Aim of the task: Copy out every line of the data where the word "MemoryCache" is found.

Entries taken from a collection
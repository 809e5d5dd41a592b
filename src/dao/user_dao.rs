use super::cache::{self, Cache};
use super::store::Store;
use crate::constants;
use crate::model::user::{AccessLevel, User};
use crate::types::error::{Error, Result};
use crate::utils::jwt::TokenCodec;
use async_trait::async_trait;
use std::collections::HashMap;
use std::sync::Arc;

pub fn user_key(user_id: i64) -> String {
    format!("{}{}", constants::USER_KEY, user_id)
}

/// Cached user lookups shared by every engine.
#[derive(Clone)]
pub struct UserDirectory {
    store: Arc<dyn Store>,
    cache: Arc<dyn Cache>,
}

impl UserDirectory {
    pub fn new(store: Arc<dyn Store>, cache: Arc<dyn Cache>) -> Self {
        Self { store, cache }
    }

    pub async fn get(&self, user_id: i64) -> Result<Option<User>> {
        let key = user_key(user_id);
        if let Some(user) = cache::get_as::<User>(self.cache.as_ref(), &key).await {
            return Ok(Some(user));
        }
        let user = self.store.get_user(user_id).await?;
        if let Some(user) = &user {
            cache::set_as(self.cache.as_ref(), &key, user, constants::USER_TTL).await;
        }
        Ok(user)
    }

    pub async fn require(&self, user_id: i64) -> Result<User> {
        self.get(user_id)
            .await?
            .ok_or_else(|| Error::not_found(format!("user {} not found", user_id).as_str()))
    }

    /// Looks up each distinct id once; unknown ids are left out.
    pub async fn get_many(&self, ids: impl IntoIterator<Item = i64>) -> Result<HashMap<i64, User>> {
        let mut out = HashMap::new();
        for id in ids {
            if out.contains_key(&id) {
                continue;
            }
            if let Some(user) = self.get(id).await? {
                out.insert(id, user);
            }
        }
        Ok(out)
    }
}

/// Turns a bearer token into an identity. Nothing here issues tokens.
#[async_trait]
pub trait AuthResolver: Send + Sync {
    async fn resolve_user_id(&self, bearer: &str) -> Option<i64>;
    async fn access_level(&self, user_id: i64) -> Option<AccessLevel>;
}

pub struct JwtResolver {
    codec: TokenCodec,
    users: UserDirectory,
}

impl JwtResolver {
    pub fn new(codec: TokenCodec, users: UserDirectory) -> Self {
        Self { codec, users }
    }
}

#[async_trait]
impl AuthResolver for JwtResolver {
    async fn resolve_user_id(&self, bearer: &str) -> Option<i64> {
        match self.codec.decode(bearer) {
            Ok(claims) => Some(claims.id),
            Err(e) => {
                tracing::debug!("rejected bearer token: {:?}", e);
                None
            }
        }
    }

    async fn access_level(&self, user_id: i64) -> Option<AccessLevel> {
        match self.users.get(user_id).await {
            Ok(user) => user.map(|u| u.access_level),
            Err(e) => {
                tracing::warn!("access level lookup for user {}: {}", user_id, e);
                None
            }
        }
    }
}

#[cfg(test)]
mod tests {
    use super::*;
    use crate::dao::cache::MemoryCache;
    use crate::dao::memory::MemStore;

    #[tokio::test]
    async fn resolves_token_and_level() {
        let store = Arc::new(MemStore::new());
        let tutor = store.add_user(User {
            name: "Tess".into(),
            email: "tess@campus.test".into(),
            access_level: AccessLevel::Tutor,
            ..Default::default()
        });
        let users = UserDirectory::new(store, Arc::new(MemoryCache::default()));
        let codec = TokenCodec::new("secret", 3600);
        let token = codec.issue(tutor.user_id);
        let resolver = JwtResolver::new(codec, users);

        assert_eq!(resolver.resolve_user_id(&token).await, Some(tutor.user_id));
        assert_eq!(resolver.resolve_user_id("nope").await, None);
        assert_eq!(resolver.access_level(tutor.user_id).await, Some(AccessLevel::Tutor));
        assert_eq!(resolver.access_level(999).await, None);
    }

    #[tokio::test]
    async fn lookups_are_cached() {
        let store = Arc::new(MemStore::new());
        let ada = store.add_user(User {
            name: "Ada".into(),
            ..Default::default()
        });
        let cache = Arc::new(MemoryCache::default());
        let users = UserDirectory::new(store, cache.clone());
        assert_eq!(users.require(ada.user_id).await.unwrap().name, "Ada");
        assert!(cache.get(&user_key(ada.user_id)).await.is_some());
        assert!(users.require(12345).await.unwrap_err().is_not_found());
    }
}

Exercise result:
    use crate::dao::cache::MemoryCache;
        let users = UserDirectory::new(store, Arc::new(MemoryCache::default()));
        let cache = Arc::new(MemoryCache::default());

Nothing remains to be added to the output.